LETTERS TO THE EDITOR
Published: FRIDAY, APRIL 19, 1996
Mr. Goldhagen's thesis is hardly original. It is just a more virulent
version of the old collective guilt idea — a historically
and morally detestable category.
As a Fulbright graduate fellow in Germany in 1971-72, I interviewed
hundreds of Wehrmacht rank and file and thousands of average Germans
on the question of who knew what when about the Holocaust. I thoroughly
disagree with Mr. Goldhagen.
There is a long way between knowing that the German state was anti-Semitic
and knowing about the Final Solution, which after all was a state
secret. The transcripts of the Nuremberg trials re-veal that the
prosecutors found it altogether plausible that the bulk of the German
people knew little or nothing about Auschwitz and the death squads.
Moreover, the use of special language — "evacuation"
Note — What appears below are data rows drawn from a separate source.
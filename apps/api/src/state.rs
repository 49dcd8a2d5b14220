use std::sync::Arc;

use crate::config::Config;
use crate::extraction::jd_skills::PartOfSpeechTagger;
use crate::extraction::vocabulary::SkillVocabulary;
use crate::matching::scorer::FitScorer;
use crate::retrieval::pipeline::RetrievalPipeline;

/// Shared application state injected into all route handlers via Axum extractors.
#[derive(Clone)]
pub struct AppState {
    pub config: Config,
    /// Retrieval pipeline wrapping the caller-owned embedder built in `main`.
    pub pipeline: RetrievalPipeline,
    pub vocabulary: Arc<SkillVocabulary>,
    /// Optional noun-phrase tagger for JD keyword extraction. `None` → vocabulary matching only.
    pub tagger: Option<Arc<dyn PartOfSpeechTagger>>,
    /// Pluggable fit scorer. Default: SkillOverlapScorer.
    pub fit_scorer: Arc<dyn FitScorer>,
}

impl AppState {
    pub fn tagger(&self) -> Option<&dyn PartOfSpeechTagger> {
        self.tagger.as_deref()
    }
}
rather than "elimination" — and the location of
all extermination camps outside the Reich were logical measures
to limit knowledge about the murders. Of course, some Germans heard
rumors and others saw trains transporting Jews to the East. But
who in 1943 or 1944 could have guessed that the Jews were going
to their deaths instead of being sent to labor camps to support
the German war effort?
The California citizen who saw his Japanese-American neighbors
shipped off to internment camps in 1942 did not assume that they
would be killed and, of course, they were not.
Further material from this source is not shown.